Der Abwärtstrend scheint nicht mehr zu stoppen: Laut der Deutschen Gesellschaft für Ernährung sank der Verzehr von rotem Fleisch und Fleischerzeugnissen in den vergangenen zehn Jahren um rund 20 Prozent. „Auch wir merken diesen Trend“, sagt Hannes L., Metzger aus Oberfranken. Wobei der von seinem Opa gegründete Betrieb, den er später einmal übernehmen möchte, immer noch Zehntausende Menschen mit Fleischwaren versorgt.
Zuzugeben, dass man Metzger ist, dazu bedarf es dieser Tage viel Mut, lässt der 28-Jährige durchblicken: „Sage ich auf einer Party, was ich von Beruf bin, bekomme ich viel ideologiegetriebene Abneigung zu spüren.“ Zu schaffen macht Hannes L. vor allem die seiner Meinung nach notorisch schlechte Berichterstattung über seine Branche: „Die ist wirklich zu 100 Prozent negativ.“ Deshalb möchte er seinen vollen Namen nicht nennen. Hannes L. befürchtet, ansonsten angefeindet zu werden.

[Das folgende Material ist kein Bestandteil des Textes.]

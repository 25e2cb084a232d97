//! Full build: ingest → publish → index → render.
//!
//! Each stage runs only after the previous one has returned, so publishing
//! sees every record and thumbnail ingest wrote, and a failed publish never
//! produces a page pointing at objects that did not make it to the bucket.
//! The first fatal error stops the run; [`BuildError`] says which stage it
//! came from.

use crate::config::PipelineConfig;
use crate::generate::{self, RenderError};
use crate::imaging::ImageBackend;
use crate::index::{self, IndexError};
use crate::metadata::MetadataExtractor;
use crate::process::{self, IngestConfig, IngestEvent, IngestReport, ProcessError};
use crate::publish::{self, PublishError, PublishReport, SyncTransport};
use crate::scan::{self, ScanError, ScanResult};
use crate::store::RecordStore;
use std::path::PathBuf;
use std::sync::mpsc::Sender;
use thiserror::Error;

#[derive(Error, Debug)]
pub enum BuildError {
    #[error("Scan failed: {0}")]
    Scan(#[from] ScanError),
    #[error("Ingest failed: {0}")]
    Ingest(#[from] ProcessError),
    #[error("Publish failed: {0}")]
    Publish(#[from] PublishError),
    #[error("Index failed: {0}")]
    Index(#[from] IndexError),
    #[error("Render failed: {0}")]
    Render(#[from] RenderError),
}

/// The external collaborators a build needs.
pub struct Collaborators<'a, E, B, T> {
    pub extractor: &'a E,
    pub backend: &'a B,
    pub transport: &'a T,
}

/// What a completed build did.
#[derive(Debug)]
pub struct BuildSummary {
    pub scan: ScanResult,
    pub ingest: IngestReport,
    pub publish: PublishReport,
    /// Number of entries on the rendered page.
    pub indexed: usize,
    pub output: PathBuf,
}

/// Discover photos and ingest the new ones.
pub fn ingest(
    config: &PipelineConfig,
    extractor: &impl MetadataExtractor,
    backend: &impl ImageBackend,
    events: Option<Sender<IngestEvent>>,
) -> Result<(ScanResult, IngestReport), BuildError> {
    let scanned = scan::scan(&config.paths.photos, &config.scan.extensions)?;
    let store = RecordStore::new(&config.paths.info);
    let report = process::ingest(
        &scanned.photos,
        &store,
        extractor,
        backend,
        &IngestConfig::from_pipeline_config(config),
        events,
    )?;
    Ok((scanned, report))
}

/// Aggregate all records and write the HTML index. Returns the entry count
/// and the output path.
pub fn render(config: &PipelineConfig) -> Result<(usize, PathBuf), BuildError> {
    let store = RecordStore::new(&config.paths.info);
    let entries = index::build_index(&store)?;
    let output = generate::generate(&entries, config)?;
    Ok((entries.len(), output))
}

/// Run every stage in order.
pub fn run<E, B, T>(
    config: &PipelineConfig,
    collaborators: Collaborators<'_, E, B, T>,
    events: Option<Sender<IngestEvent>>,
) -> Result<BuildSummary, BuildError>
where
    E: MetadataExtractor,
    B: ImageBackend,
    T: SyncTransport,
{
    let (scanned, report) = ingest(
        config,
        collaborators.extractor,
        collaborators.backend,
        events,
    )?;
    tracing::info!(
        processed = report.processed(),
        skipped = report.skipped(),
        failed = report.failed(),
        "ingest finished"
    );

    let published = publish::publish(collaborators.transport, config)?;
    let (indexed, output) = render(config)?;

    Ok(BuildSummary {
        scan: scanned,
        ingest: report,
        publish: published,
        indexed,
        output,
    })
}
#[cfg(test)]
mod tests {
    use super::*;
    use crate::imaging::backend::tests::MockBackend;
    use crate::test_helpers::*;
    use std::collections::BTreeMap;
    use tempfile::TempDir;

    struct Fixture {
        _tmp: TempDir,
        photos_dir: PathBuf,
        store: RecordStore,
        config: IngestConfig,
    }

    fn fixture(files: &[&str]) -> Fixture {
        let tmp = TempDir::new().unwrap();
        let photos_dir = tmp.path().join("photos");
        for rel in files {
            touch(&photos_dir.join(rel));
        }
        let store = RecordStore::new(tmp.path().join("info"));
        let config = IngestConfig {
            thumbnails_dir: tmp.path().join("thumbnails"),
            thumbnail: ThumbnailConfig::default(),
            photos_prefix: "photos".into(),
            thumbnails_prefix: "thumbnails".into(),
        };
        Fixture {
            _tmp: tmp,
            photos_dir,
            store,
            config,
        }
    }

    fn discover(f: &Fixture) -> Vec<SourcePhoto> {
        scan_photos(&f.photos_dir)
    }

    #[test]
    fn processes_each_new_photo_exactly_once() {
        let f = fixture(&["d1/a.jpg", "d1/B.JPG", "d2/c.jpeg"]);
        let photos = discover(&f);
        let extractor = MockExtractor::with_datetime("2023:01:01 10:00:00");
        let backend = MockBackend::new();

        let report = ingest(&photos, &f.store, &extractor, &backend, &f.config, None).unwrap();

        assert_eq!(report.processed(), 3);
        assert_eq!(report.skipped(), 0);
        assert_eq!(report.failed(), 0);
        assert_eq!(extractor.call_count(), 3);
        assert_eq!(backend.thumbnail_count(), 3);
        for id in [
            RecordId::new("d1", "a.jpg"),
            RecordId::new("d1", "b.jpg"),
            RecordId::new("d2", "c.jpeg"),
        ] {
            assert!(f.store.exists(&id), "missing record {id}");
        }
        assert!(f.config.thumbnails_dir.join("d1/B.JPG").exists());
        assert_eq!(f.store.read_all().unwrap().len(), 3);
    }

    #[test]
    fn record_carries_fields_and_locations() {
        let f = fixture(&["2023-05-01/IMG2.jpg"]);
        let photos = discover(&f);
        let mut fields = BTreeMap::new();
        fields.insert("make".to_string(), "FUJIFILM".to_string());
        fields.insert("datetime".to_string(), "2023:05:01 18:22:05".to_string());
        let extractor = MockExtractor::new(fields);

        ingest(&photos, &f.store, &extractor, &MockBackend::new(), &f.config, None).unwrap();

        let record = f
            .store
            .read(&RecordId::new("2023-05-01", "IMG2.jpg"))
            .unwrap();
        assert_eq!(record.get("make"), Some("FUJIFILM"));
        assert_eq!(
            record.thumbnail_url(),
            Some("thumbnails/2023-05-01/IMG2.jpg")
        );
        assert_eq!(record.full_url(), Some("photos/2023-05-01/IMG2.jpg"));
    }

    #[test]
    fn second_run_is_a_no_op() {
        let f = fixture(&["d1/a.jpg", "d1/b.jpg"]);
        let photos = discover(&f);
        let extractor = MockExtractor::with_datetime("2023:01:01 10:00:00");
        let backend = MockBackend::new();
        ingest(&photos, &f.store, &extractor, &backend, &f.config, None).unwrap();
        let record_before = std::fs::read(f.store.path_for(&RecordId::new("d1", "a.jpg"))).unwrap();
        let thumb = f.config.thumbnails_dir.join("d1/a.jpg");
        let thumb_mtime = std::fs::metadata(&thumb).unwrap().modified().unwrap();

        let extractor = MockExtractor::with_datetime("2024:01:01 10:00:00");
        let backend = MockBackend::new();
        let report = ingest(&photos, &f.store, &extractor, &backend, &f.config, None).unwrap();

        assert_eq!(report.processed(), 0);
        assert_eq!(report.skipped(), 2);
        assert_eq!(report.failed(), 0);
        assert_eq!(extractor.call_count(), 0);
        assert!(backend.get_operations().is_empty());
        assert_eq!(
            std::fs::read(f.store.path_for(&RecordId::new("d1", "a.jpg"))).unwrap(),
            record_before
        );
        assert_eq!(
            std::fs::metadata(&thumb).unwrap().modified().unwrap(),
            thumb_mtime
        );
    }

    #[test]
    fn preseeded_record_skips_collaborators() {
        let f = fixture(&["d1/IMG_1.JPG"]);
        let id = RecordId::new("d1", "IMG_1.JPG");
        f.store
            .write(
                &id,
                &MetadataRecord::new(BTreeMap::new(), "t".into(), "f".into()),
            )
            .unwrap();
        let extractor = MockExtractor::with_datetime("2023:01:01 10:00:00");
        let backend = MockBackend::new();

        let report =
            ingest(&discover(&f), &f.store, &extractor, &backend, &f.config, None).unwrap();

        assert_eq!(report.skipped(), 1);
        assert_eq!(extractor.call_count(), 0);
        assert_eq!(backend.get_operations().len(), 0);
    }

    #[test]
    fn skip_holds_even_when_thumbnail_is_missing() {
        let f = fixture(&["d1/a.jpg"]);
        let photos = discover(&f);
        ingest(
            &photos,
            &f.store,
            &MockExtractor::with_datetime("2023:01:01 10:00:00"),
            &MockBackend::new(),
            &f.config,
            None,
        )
        .unwrap();
        std::fs::remove_file(f.config.thumbnails_dir.join("d1/a.jpg")).unwrap();

        let backend = MockBackend::new();
        let report = ingest(
            &photos,
            &f.store,
            &MockExtractor::with_datetime("2023:01:01 10:00:00"),
            &backend,
            &f.config,
            None,
        )
        .unwrap();

        assert_eq!(report.skipped(), 1);
        assert_eq!(backend.thumbnail_count(), 0);
        assert!(!f.config.thumbnails_dir.join("d1/a.jpg").exists());
    }

    #[test]
    fn extraction_failure_is_isolated_and_retryable() {
        let f = fixture(&["d1/bad.jpg", "d1/good.jpg"]);
        let photos = discover(&f);
        let bad = f.photos_dir.join("d1/bad.jpg");
        let extractor =
            MockExtractor::with_datetime("2023:01:01 10:00:00").failing_on(vec![bad.clone()]);
        let backend = MockBackend::new();

        let report = ingest(&photos, &f.store, &extractor, &backend, &f.config, None).unwrap();

        assert_eq!(report.processed(), 1);
        assert_eq!(report.failed(), 1);
        assert!(matches!(
            report.failures().next(),
            Some(PhotoOutcome::Failed {
                error: PhotoError::Extract(_),
                ..
            })
        ));
        assert!(!f.store.exists(&RecordId::new("d1", "bad.jpg")));
        assert!(!f.config.thumbnails_dir.join("d1/bad.jpg").exists());

        // Next run retries only the failed photo.
        let extractor = MockExtractor::with_datetime("2023:01:01 10:00:00");
        let report = ingest(&photos, &f.store, &extractor, &backend, &f.config, None).unwrap();
        assert_eq!(report.processed(), 1);
        assert_eq!(report.skipped(), 1);
        assert_eq!(extractor.call_count(), 1);
        assert!(f.store.exists(&RecordId::new("d1", "bad.jpg")));
    }

    #[test]
    fn thumbnail_failure_leaves_no_record() {
        let f = fixture(&["d1/corrupt.jpg", "d1/fine.jpg"]);
        let photos = discover(&f);
        let corrupt = f.photos_dir.join("d1/corrupt.jpg");
        let backend = MockBackend::failing_on(vec![corrupt]);
        let extractor = MockExtractor::with_datetime("2023:01:01 10:00:00");

        let report = ingest(&photos, &f.store, &extractor, &backend, &f.config, None).unwrap();

        assert_eq!(report.processed(), 1);
        assert_eq!(report.failed(), 1);
        assert!(matches!(
            report.failures().next(),
            Some(PhotoOutcome::Failed {
                error: PhotoError::Thumbnail(_),
                ..
            })
        ));
        assert!(!f.store.exists(&RecordId::new("d1", "corrupt.jpg")));
        assert!(f.store.exists(&RecordId::new("d1", "fine.jpg")));
    }

    #[test]
    fn store_failure_aborts_run() {
        let f = fixture(&["d1/a.jpg"]);
        let photos = discover(&f);
        // A regular file where the info root should be makes every write fail.
        std::fs::write(f.store.root(), "not a directory").unwrap();

        let result = ingest(
            &photos,
            &f.store,
            &MockExtractor::with_datetime("2023:01:01 10:00:00"),
            &MockBackend::new(),
            &f.config,
            None,
        );

        assert!(matches!(result, Err(ProcessError::Store { .. })));
    }

    #[test]
    fn empty_run_still_creates_thumbnail_root() {
        let f = fixture(&[]);
        assert!(!f.config.thumbnails_dir.exists());

        let report = ingest(
            &[],
            &f.store,
            &MockExtractor::with_datetime("2023:01:01 10:00:00"),
            &MockBackend::new(),
            &f.config,
            None,
        )
        .unwrap();

        assert!(report.outcomes.is_empty());
        assert!(f.config.thumbnails_dir.is_dir());
    }

    #[test]
    fn unwritable_thumbnail_root_aborts_run() {
        let f = fixture(&["d1/a.jpg"]);
        let photos = discover(&f);
        std::fs::write(&f.config.thumbnails_dir, "not a directory").unwrap();

        let result = ingest(
            &photos,
            &f.store,
            &MockExtractor::with_datetime("2023:01:01 10:00:00"),
            &MockBackend::new(),
            &f.config,
            None,
        );

        assert!(matches!(result, Err(ProcessError::Io { .. })));
    }

    #[test]
    fn report_is_sorted_by_identity() {
        let f = fixture(&["b/z.jpg", "a/y.jpg", "a/x.jpg", "c/w.jpg"]);
        let photos = discover(&f);
        let report = ingest(
            &photos,
            &f.store,
            &MockExtractor::with_datetime("2023:01:01 10:00:00"),
            &MockBackend::new(),
            &f.config,
            None,
        )
        .unwrap();

        let ids: Vec<String> = report.outcomes.iter().map(|o| o.id().to_string()).collect();
        assert_eq!(ids, vec!["a/x.jpg", "a/y.jpg", "b/z.jpg", "c/w.jpg"]);
    }

    #[test]
    fn events_are_emitted_per_photo() {
        let f = fixture(&["d1/a.jpg", "d1/b.jpg"]);
        let photos = discover(&f);
        f.store
            .write(
                &RecordId::new("d1", "a.jpg"),
                &MetadataRecord::new(BTreeMap::new(), "t".into(), "f".into()),
            )
            .unwrap();
        let (tx, rx) = std::sync::mpsc::channel();

        ingest(
            &photos,
            &f.store,
            &MockExtractor::with_datetime("2023:01:01 10:00:00"),
            &MockBackend::new(),
            &f.config,
            Some(tx),
        )
        .unwrap();

        let events: Vec<IngestEvent> = rx.iter().collect();
        assert!(matches!(events[0], IngestEvent::Started { total: 2 }));
        assert_eq!(events.len(), 3);
        assert!(events.iter().any(|e| matches!(e, IngestEvent::Skipped { id } if id.name == "a.jpg")));
        assert!(events
            .iter()
            .any(|e| matches!(e, IngestEvent::Processed { id, .. } if id.name == "b.jpg")));
    }

    #[test]
    fn object_keys_join_prefix_and_relative_path() {
        assert_eq!(object_key("photos", "d/a.jpg"), "photos/d/a.jpg");
        assert_eq!(object_key("/photos/", "d/a.jpg"), "photos/d/a.jpg");
        assert_eq!(object_key("", "d/a.jpg"), "d/a.jpg");
    }
}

Die Furcht scheint in der Branche verbreitet. Mehrere kontaktierte Metzger wollten nicht davon erzählen, wie es ihnen beruflich gerade geht. Das schlechte Image hat nach Ansicht von Hannes L. mit den in die Köpfe eingebrannten Bildern misshandelter Tiere in Schlachthöfen zu tun. „Die sind schon auch echt“, sagt er. Doch es handele sich um die schwarzen Schafe der Branche.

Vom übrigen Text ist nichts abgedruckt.